Menjaga Netralitas dari Hulu: Peran Masyarakat dalam Rekrutmen PPD

 Dahlan, Komisioner Bawaslu Kabupaten Biak Numfor atau Dosen IISIP Yapis Biak
Dahlan, Komisioner Bawaslu Kabupaten Biak Numfor atau Dosen IISIP Yapis Biak

Proses seleksi PPD yang saat ini tengah berlangsung menjadi ujian awal atas komitmen semua pihak dalam menjaga kedaulatan rakyat. Di sinilah peran masyarakat menjadi krusial: memastikan bahwa calon yang terpilih adalah sosok yang profesional, netral, dan berintegritas tinggi.

Netralitas penyelenggara pemilu bukan semata isu etik kelembagaan, melainkan persoalan legitimasi dan kepercayaan publik. Penelitian David Gill dan Ferrín (2020) dalam konteks demokrasi global menunjukkan bahwa kepercayaan terhadap lembaga pemilu sangat ditentukan oleh persepsi publik terhadap tahap-tahap awal, terutama rekrutmen penyelenggara yang bebas dari konflik kepentingan dan intervensi politik.

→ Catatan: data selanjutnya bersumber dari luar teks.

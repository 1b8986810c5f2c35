use chrono::DateTime;
use chrono::Utc;

use crate::event::ReleaseContext;

/// Render the markdown comment body.
///
/// The timestamp is a parameter so tests can render deterministically;
/// callers pass `Utc::now()`.
pub fn render(
    heading: &str,
    context: &ReleaseContext,
    version: &str,
    note: Option<&str>,
    posted_at: DateTime<Utc>,
) -> String {
    // HTTP-date style, e.g. "Tue, 05 Sep 2023 12:34:56 GMT"
    let stamp = posted_at.format("%a, %d %b %Y %H:%M:%S GMT");

    let lead = match context {
        ReleaseContext::Canary => {
            format!("Your PR was successfully deployed on `{stamp}` with this version:")
        }
        ReleaseContext::Next => {
            format!("A new pre-release (next) version was published on `{stamp}`:")
        }
        ReleaseContext::Latest => {
            format!("A new stable version was released on `{stamp}`:")
        }
        ReleaseContext::Other(_) => {
            format!("A new version was released on `{stamp}`:")
        }
    };

    let mut message = format!("### {heading}\n\n{lead}\n\n```\n{version}\n```");
    if let Some(note) = note {
        message.push_str("\n\n");
        message.push_str(note);
    }
    message
}
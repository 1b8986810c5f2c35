use std::sync::Arc;

use anyhow::Result;
use chrono::Utc;

use crate::config::HookKind;
use crate::config::LogChannel;
use crate::config::NotifierOptions;
use crate::event::CanaryEvent;
use crate::event::ReleaseContext;
use crate::event::ReleaseEvent;
use crate::host::Host;
use crate::host::comment::CommentRequest;
use crate::host::hooks::Hooks;
use crate::message;

/// Stable identifier the notifier registers under.
pub const PLUGIN_NAME: &str = "release-comment";

// -----------------------------------------------------------------------------
// Plugin trait

/// A release-automation plugin.
pub trait Plugin {
    fn name(&self) -> &'static str;

    /// Register callbacks against the host's lifecycle hooks. Applying a
    /// plugin twice registers two independent callbacks.
    fn apply(self: Arc<Self>, hooks: &mut Hooks);
}

// -----------------------------------------------------------------------------
// ReleaseCommentNotifier

/// Posts a markdown comment describing the new version on the originating
/// pull request when a canary build or a release ships.
///
/// Best-effort by contract: every failure path is logged and swallowed so
/// the release pipeline never fails because a comment could not be posted.
pub struct ReleaseCommentNotifier {
    options: NotifierOptions,
}

impl ReleaseCommentNotifier {
    pub fn new(options: NotifierOptions) -> Self {
        Self { options }
    }

    /// Build the notifier from the host's JSON plugin options.
    pub fn from_value(options: serde_json::Value) -> Result<Self> {
        Ok(Self::new(serde_json::from_value(options)?))
    }

    async fn on_canary(&self, host: &Host, event: CanaryEvent) {
        let Some(version) = event.version(self.options.canary_version_format) else {
            host.logger
                .verbose("No canary version produced, skipping comment");
            return;
        };

        let Some(pr_number) = host.pr_number.as_deref() else {
            host.logger
                .verbose("No PR_NUMBER environment variable found, skipping comment");
            return;
        };
        let pr = match pr_number.parse::<u64>() {
            Ok(pr) => pr,
            Err(_) => {
                host.logger.verbose(&format!(
                    "PR_NUMBER is not a number ({pr_number}), skipping comment"
                ));
                return;
            }
        };

        let Some(comments) = &host.comments else {
            host.logger
                .verbose("Not running in a pull request, skipping comment");
            return;
        };

        let message = message::render(
            self.options.heading(),
            &ReleaseContext::Canary,
            &version,
            self.options.note_for(&ReleaseContext::Canary),
            Utc::now(),
        );

        host.logger.verbose(&format!(
            "Posting comment to PR #{pr} with version {version}"
        ));

        let request = CommentRequest {
            message,
            context: self.options.heading().to_string(),
            pr: Some(pr),
        };
        match comments.comment(request).await {
            Ok(()) => host
                .logger
                .log(&format!("Successfully posted version comment to PR #{pr}")),
            Err(error) => self.log_post_failure(host, &error),
        }
    }

    async fn on_after_ship(&self, host: &Host, event: ReleaseEvent) {
        let Some(version) = event.version() else {
            host.logger.verbose("No version produced, skipping comment");
            return;
        };

        let Some(comments) = &host.comments else {
            host.logger
                .verbose("Not running in a pull request, skipping comment");
            return;
        };

        let message = message::render(
            self.options.heading(),
            &event.context,
            version,
            self.options.note_for(&event.context),
            Utc::now(),
        );

        let request = CommentRequest {
            message,
            context: self.options.heading().to_string(),
            pr: None,
        };
        match comments.comment(request).await {
            Ok(()) => host.logger.log("Posted release comment"),
            Err(error) => self.log_post_failure(host, &error),
        }
    }

    fn log_post_failure(&self, host: &Host, error: &anyhow::Error) {
        match self.options.failure_channel {
            LogChannel::Log => {
                host.logger.log("Failed to post comment");
                host.logger.log(&format!("{error:#}"));
            }
            LogChannel::Verbose => {
                host.logger.verbose("Failed to post comment");
                host.logger.verbose(&format!("{error:#}"));
            }
        }
    }
}

impl Plugin for ReleaseCommentNotifier {
    fn name(&self) -> &'static str {
        PLUGIN_NAME
    }

    fn apply(self: Arc<Self>, hooks: &mut Hooks) {
        match self.options.hook {
            HookKind::Canary => {
                hooks.canary.tap(PLUGIN_NAME, move |host, event| {
                    let plugin = Arc::clone(&self);
                    Box::pin(async move { plugin.on_canary(&host, event).await })
                });
            }
            HookKind::AfterShip => {
                hooks.after_ship.tap(PLUGIN_NAME, move |host, event| {
                    let plugin = Arc::clone(&self);
                    Box::pin(async move { plugin.on_after_ship(&host, event).await })
                });
            }
        }
    }
}
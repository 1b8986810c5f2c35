/// Host logging surface: a verbose-info channel and a plain log channel.
pub trait Logger: Send + Sync {
    /// Verbose-info channel, shown only when the host runs verbosely.
    fn verbose(&self, message: &str);

    /// Plain log channel, always shown.
    fn log(&self, message: &str);
}

/// Logger backed by `tracing`: verbose maps to debug, log to info.
pub struct TracingLogger;

impl Logger for TracingLogger {
    fn verbose(&self, message: &str) {
        tracing::debug!("{message}");
    }

    fn log(&self, message: &str) {
        tracing::info!("{message}");
    }
}
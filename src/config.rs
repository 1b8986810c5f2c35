use serde::Deserialize;

use crate::event::ReleaseContext;
use crate::event::SemverBump;

/// Options supplied by the host when the plugin is loaded, typically as a
/// JSON object next to the plugin name in the host's config file. Every field
/// is optional; missing fields take defaults.
#[derive(Debug, Clone, Default, Deserialize)]
#[serde(default, rename_all = "camelCase")]
pub struct NotifierOptions {
    /// Which lifecycle hook the notifier taps.
    pub hook: HookKind,
    /// Comment heading, also the comment-thread discriminator. Defaults to
    /// "Build Info" for the canary hook and "Release Info" for after-ship.
    pub context: Option<String>,
    /// Single note appended to every comment.
    pub note: Option<String>,
    /// Notes keyed by release context; takes precedence over `note`.
    pub notes: Option<ContextNotes>,
    /// Format used when synthesizing a canary version from a bump level.
    pub canary_version_format: CanaryVersionFormat,
    /// Log channel used when posting a comment fails.
    pub failure_channel: LogChannel,
}

impl NotifierOptions {
    /// The comment heading / thread discriminator.
    pub fn heading(&self) -> &str {
        self.context.as_deref().unwrap_or(match self.hook {
            HookKind::Canary => "Build Info",
            HookKind::AfterShip => "Release Info",
        })
    }

    /// Select the note for a release context: per-context note, then the
    /// per-context default, then the global note.
    pub fn note_for(&self, context: &ReleaseContext) -> Option<&str> {
        if let Some(notes) = &self.notes {
            let keyed = match context {
                ReleaseContext::Canary => notes.canary.as_deref(),
                ReleaseContext::Next => notes.next.as_deref(),
                ReleaseContext::Latest => notes.latest.as_deref(),
                ReleaseContext::Other(_) => None,
            };
            if let Some(note) = keyed.or(notes.default.as_deref()) {
                return Some(note);
            }
        }
        self.note.as_deref()
    }
}

/// Free-text notes keyed by release context.
#[derive(Debug, Clone, Default, Deserialize)]
#[serde(default)]
pub struct ContextNotes {
    pub canary: Option<String>,
    pub next: Option<String>,
    pub latest: Option<String>,
    pub default: Option<String>,
}

/// The lifecycle hook a notifier instance registers against.
#[derive(Debug, Clone, Copy, Default, PartialEq, Eq, Deserialize)]
#[serde(rename_all = "kebab-case")]
pub enum HookKind {
    /// Canary-build-completed; comments on the originating PR.
    #[default]
    Canary,
    /// Release-shipped; comments without explicit PR targeting.
    AfterShip,
}

/// Format used to synthesize a canary version from `{bump, identifier}`.
#[derive(Debug, Clone, Copy, Default, PartialEq, Eq, Deserialize)]
#[serde(rename_all = "kebab-case")]
pub enum CanaryVersionFormat {
    /// `<bump>-canary.<identifier>`
    #[default]
    Short,
    /// `<bump>--canary.<identifier>.0`
    Suffixed,
}

impl CanaryVersionFormat {
    pub fn synthesize(&self, bump: SemverBump, identifier: &str) -> String {
        match self {
            Self::Short => format!("{}-canary.{}", bump, identifier),
            Self::Suffixed => format!("{}--canary.{}.0", bump, identifier),
        }
    }
}

/// Which logger channel receives a failed comment post.
#[derive(Debug, Clone, Copy, Default, PartialEq, Eq, Deserialize)]
#[serde(rename_all = "kebab-case")]
pub enum LogChannel {
    /// Plain log channel.
    #[default]
    Log,
    /// Verbose-info channel.
    Verbose,
}
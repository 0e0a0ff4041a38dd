// 播放器核心模块

pub mod ogg;
pub mod container;
pub mod engine;
pub mod demuxer;
pub mod decoder;
pub mod audio_queue;
pub mod sync;
pub mod manager;

#[cfg(test)]
pub(crate) mod testing;

pub use audio_queue::AudioQueueHandle;
pub use container::ContainerReader;
pub use decoder::{AudioDecoder, AudioPoll, VideoDecoder, VideoPoll};
pub use demuxer::{Demuxer, StreamHeaders, StreamKind};
pub use engine::{AudioEngine, PcmFrames, PlaneRef, VideoEngine, VideoStatus};
pub use manager::{Player, PlayerHandle};
pub use sync::{SyncManager, Tick};
use crate::core::{PlayerError, Result};
use crate::player::container::ContainerReader;
use crate::player::engine::{AudioEngine, VideoEngine};
use crate::player::ogg::{LogicalStream, Page};
use log::{debug, info, warn};
use std::io::Read;

/// 基本流类型
#[derive(Debug, Clone, Copy, PartialEq, Eq)]
pub enum StreamKind {
    Video,
    Audio,
}

/// 头部阶段的结果：识别到的逻辑流序列号
#[derive(Debug, Clone, Copy, PartialEq, Eq)]
pub struct StreamHeaders {
    pub video_serial: u32,
    pub audio_serial: Option<u32>,
}

/// 解封装器 - 识别逻辑流并把页面分发到各自的包队列
pub struct Demuxer<R> {
    reader: ContainerReader<R>,
    video: Option<LogicalStream>,
    audio: Option<LogicalStream>,
    discarded_pages: u64,
}

impl<R: Read> Demuxer<R> {
    pub fn new(reader: ContainerReader<R>) -> Self {
        Self {
            reader,
            video: None,
            audio: None,
            discarded_pages: 0,
        }
    }

    /// 启动扫描 + 头部补全
    ///
    /// BOS 页的首包先交给视频引擎识别，再交给音频引擎；其余流直接丢弃。
    /// 之后持续取包直到两个引擎的头部包数量都满足。任何头部解析失败都是致命的。
    pub fn read_headers(
        &mut self,
        video: &mut dyn VideoEngine,
        mut audio: Option<&mut dyn AudioEngine>,
    ) -> Result<StreamHeaders> {
        let mut video_headers = 0usize;
        let mut audio_headers = 0usize;

        // ========== 阶段一：扫描 BOS 页 ==========
        let mut scanning = true;
        while scanning {
            if self.reader.buffer_data()? == 0 {
                break;
            }
            while let Some(page) = self.reader.page_out() {
                if !page.bos {
                    // 不要丢掉这一页：交给对应的流
                    self.route(&page);
                    scanning = false;
                    break;
                }

                let mut candidate = LogicalStream::new(page.serial);
                candidate.page_in(&page);
                let Some(first) = candidate.packet_out() else {
                    debug!("BOS 页 {:x} 不含完整包，忽略", page.serial);
                    continue;
                };

                if self.video.is_none() && video.identify(&first) {
                    video
                        .header_in(&first)
                        .map_err(|e| PlayerError::header("视频", e))?;
                    video_headers = 1;
                    info!("🎬 逻辑流 {:x} 识别为视频", page.serial);
                    self.video = Some(candidate);
                } else if let Some(engine) = audio.as_deref_mut().filter(|_| self.audio.is_none()) {
                    if engine.identify(&first) {
                        engine
                            .header_in(&first)
                            .map_err(|e| PlayerError::header("音频", e))?;
                        audio_headers = 1;
                        info!("🔊 逻辑流 {:x} 识别为音频", page.serial);
                        self.audio = Some(candidate);
                    } else {
                        debug!("逻辑流 {:x} 不是可识别的编解码器，忽略", page.serial);
                        self.discarded_pages += 1;
                    }
                } else {
                    debug!("逻辑流 {:x} 不是可识别的编解码器，忽略", page.serial);
                    self.discarded_pages += 1;
                }
            }
        }

        if self.video.is_none() {
            return Err(PlayerError::NoVideoStream);
        }

        // ========== 阶段二：补全头部包 ==========
        let video_needed = video.header_count();
        let audio_needed = match (&audio, &self.audio) {
            (Some(engine), Some(_)) => engine.header_count(),
            _ => 0,
        };

        while video_headers < video_needed || audio_headers < audio_needed {
            let mut progressed = false;

            if video_headers < video_needed {
                if let Some(packet) = self.video.as_mut().and_then(|s| s.packet_out()) {
                    video
                        .header_in(&packet)
                        .map_err(|e| PlayerError::header("视频", e))?;
                    video_headers += 1;
                    progressed = true;
                }
            }
            if audio_headers < audio_needed {
                if let (Some(engine), Some(stream)) = (audio.as_deref_mut(), self.audio.as_mut()) {
                    if let Some(packet) = stream.packet_out() {
                        engine
                            .header_in(&packet)
                            .map_err(|e| PlayerError::header("音频", e))?;
                        audio_headers += 1;
                        progressed = true;
                    }
                }
            }
            if progressed {
                continue;
            }

            // 头部页必须先于其他数据到达，否则流不合规
            if let Some(page) = self.reader.page_out() {
                self.route(&page);
            } else if self.reader.buffer_data()? == 0 {
                let stream = if video_headers < video_needed { "视频" } else { "音频" };
                return Err(PlayerError::header(stream, "查找编解码器头部时到达文件末尾"));
            }
        }

        let headers = StreamHeaders {
            video_serial: self.video.as_ref().map(|s| s.serial()).unwrap_or_default(),
            audio_serial: self.audio.as_ref().map(|s| s.serial()),
        };
        debug!("头部解析完成: {:?}", headers);
        Ok(headers)
    }

    /// 把页面交给序列号匹配的流；未识别的流静默丢弃
    fn route(&mut self, page: &Page) {
        if page.bos {
            // 头部扫描之后出现的 BOS 页（链式流）不支持
            self.discarded_pages += 1;
            return;
        }
        if let Some(stream) = self.video.as_mut().filter(|s| s.serial() == page.serial) {
            stream.page_in(page);
        } else if let Some(stream) = self.audio.as_mut().filter(|s| s.serial() == page.serial) {
            stream.page_in(page);
        } else {
            self.discarded_pages += 1;
        }
    }

    /// 读一块数据并分发所有完整页面，返回读到的字节数（0 表示输入结束）
    ///
    /// 头部之后的读取错误按输入结束处理。
    pub fn pump(&mut self) -> usize {
        let n = match self.reader.buffer_data() {
            Ok(n) => n,
            Err(e) => {
                warn!("❌ 读取容器失败，按输入结束处理: {}", e);
                self.reader.mark_eof();
                0
            }
        };
        while let Some(page) = self.reader.page_out() {
            self.route(&page);
        }
        n
    }

    pub fn stream_mut(&mut self, kind: StreamKind) -> Option<&mut LogicalStream> {
        match kind {
            StreamKind::Video => self.video.as_mut(),
            StreamKind::Audio => self.audio.as_mut(),
        }
    }

    /// 不再消费该流：之后它的页面按未知流丢弃
    pub fn drop_stream(&mut self, kind: StreamKind) {
        let dropped = match kind {
            StreamKind::Video => self.video.take(),
            StreamKind::Audio => self.audio.take(),
        };
        if let Some(stream) = dropped {
            debug!("停止消费逻辑流 {:x}，丢弃 {} 个积压包", stream.serial(), stream.queued());
        }
    }

    /// 该流已解出但尚未被解码的包数
    pub fn backlog(&self, kind: StreamKind) -> usize {
        let stream = match kind {
            StreamKind::Video => self.video.as_ref(),
            StreamKind::Audio => self.audio.as_ref(),
        };
        stream.map_or(0, |s| s.queued())
    }

    /// 该流不会再有新包：已见 EOS 或输入结束，且队列为空
    pub fn stream_finished(&self, kind: StreamKind) -> bool {
        let stream = match kind {
            StreamKind::Video => self.video.as_ref(),
            StreamKind::Audio => self.audio.as_ref(),
        };
        match stream {
            Some(s) => !s.has_packets() && (s.end_of_stream() || self.reader.is_eof()),
            None => true,
        }
    }

    pub fn end_of_input(&self) -> bool {
        self.reader.is_eof()
    }

    pub fn discarded_pages(&self) -> u64 {
        self.discarded_pages
    }

    pub fn skipped_bytes(&self) -> u64 {
        self.reader.skipped_bytes()
    }
}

Di Biak Numfor, laporan masyarakat sebelumnya menunjukkan adanya ketidaktransparanan dalam seleksi PPD, termasuk dugaan afiliasi politik calon terhadap peserta pemilu tertentu. Hal ini tentu menjadi alarm bagi kita semua bahwa pembenahan harus dimulai dari tahap rekrutmen, bukan setelah pelanggaran terjadi.

Teori procedural fairness yang dikembangkan Tyler (2021) menegaskan bahwa persepsi keadilan dalam proses mempengaruhi kepatuhan dan partisipasi warga negara. Dalam konteks ini, keterbukaan dan akuntabilitas rekrutmen badan ad hoc menjadi penentu apakah masyarakat merasa dilibatkan atau justru dimarginalkan. Tanggapan dan masukan masyarakat terhadap calon anggota PPD pada 10–11 Mei 2025 bukan sekadar formalitas administratif, tetapi momentum pengawasan partisipatif yang harus dioptimalkan oleh seluruh elemen warga.

Komitmen KPU untuk menyelenggarakan rekrutmen berdasarkan prinsip imparsialitas dan meritokrasi patut diapresiasi. Namun, dalam konteks Papua yang bercorak geografis kepulauan dan kaya akan struktur sosial adat, dukungan masyarakat lokal menjadi sangat penting. Pengalaman tokoh adat, pemuda, tokoh agama, dan perempuan seringkali lebih akurat dalam menilai latar belakang calon dibandingkan penilaian administratif semata.

Partisipasi masyarakat ini juga sejalan dengan pendekatan democratic accountability dalam tata kelola pemerintahan lokal. Warren (2022) menekankan bahwa institusi demokratis hanya akan efektif jika warga diberdayakan sejak awal, termasuk dalam seleksi personel teknis seperti PPD. Oleh karena itu, ruang-ruang partisipatif yang dibuka melalui masa tanggapan masyarakat, pengisian kekosongan, hingga klarifikasi terhadap calon, harus benar-benar dimanfaatkan bukan hanya oleh lembaga pengawas, tetapi juga oleh masyarakat sipil.

Momentum PSU ini harus dijadikan kesempatan untuk memperbaiki praktik pemilu kita dari hulu, bukan hanya menambal di hilir. Bila badan ad hoc yang disiapkan sejak awal memiliki standar etika yang kuat, maka potensi pelanggaran dapat dicegah sebelum terjadi.

Sebaliknya, bila proses ini diabaikan atau didominasi oleh elit politik tertentu, maka seluruh proses demokrasi berpotensi ternodai. Karena itulah, menjaga netralitas dari hulu berarti membangun pondasi demokrasi yang tidak mudah retak oleh intervensi kekuasaan maupun uang.

Pemilu adalah instrumen kedaulatan rakyat. Bila penyelenggaranya tidak netral, maka yang dikorbankan bukan hanya hasil politik, melainkan kepercayaan dan kehormatan rakyat itu sendiri. Maka dari itu, mari kita jadikan rekrutmen badan ad hoc ini sebagai tanggung jawab kolektif untuk memastikan PSU Papua nanti benar-benar menjadi pesta demokrasi yang bersih, adil, dan bermartabat.